A era dos celulares com tela flexível está deixando para trás os tempos de novidade e se encaminhando para uma fase de estabilidade — e isso pode ser exatamente o que a Apple precisava para finalmente ingressar nesse segmento.
Antes de qualquer gigante do setor apostar nesse formato, foi a Royole, uma fabricante de displays flexíveis hoje falida, quem apresentou ao mundo o primeiro smartphone dobrável comercial, o FlexPai. O aparelho, descrito à época como curiosamente precário, abriu caminho para o que viria a seguir.
Um ano depois, a Samsung entrou na disputa com a primeira geração do Galaxy Fold, marcada por uma série de falhas que comprometeram unidades de avaliação em questão de dias. O lançamento foi tão conturbado que obrigou a marca a repensar completamente o projeto e reacendeu o debate sobre a durabilidade dessa categoria.

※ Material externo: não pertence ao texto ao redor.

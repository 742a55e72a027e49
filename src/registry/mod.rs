//! Connection Registry Module
//! 
//! Owns the authoritative fixed-capacity set of live connections.

pub mod connection;
pub mod error;
pub mod slots;

pub use connection::{ClientId, Connection};
pub use error::RegistryError;
pub use slots::{PeersGuard, Registry};
//! Configuration Module
//! 
//! Handles configuration loading, validation, and management.

pub mod manager;
pub mod types;

pub use manager::ConfigManager;
pub use types::*;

Depois daquele início turbulento, o mercado de dobráveis passou por altos e baixos, com lançamentos que oscilaram entre a inovação genuína e o marketing exagerado. A sensação predominante entre consumidores e especialistas, porém, é de que o entusiasmo inicial já não é o mesmo. As marcas consolidadas parecem ter encontrado uma fórmula funcional, ainda que pouco empolgante.
E é justamente nesse ponto que a equação fica interessante para a Apple. Com a categoria mais previsível, a gigante de Cupertino teria a oportunidade de entrar no mercado de dobráveis com um produto que priorizaria a confiabilidade e a integração com seu ecossistema, em vez de competir na corrida por especificações mirabolantes. Apostar em refinamento, e não em revolução, pode ser a estratégia mais coerente com o histórico da empresa.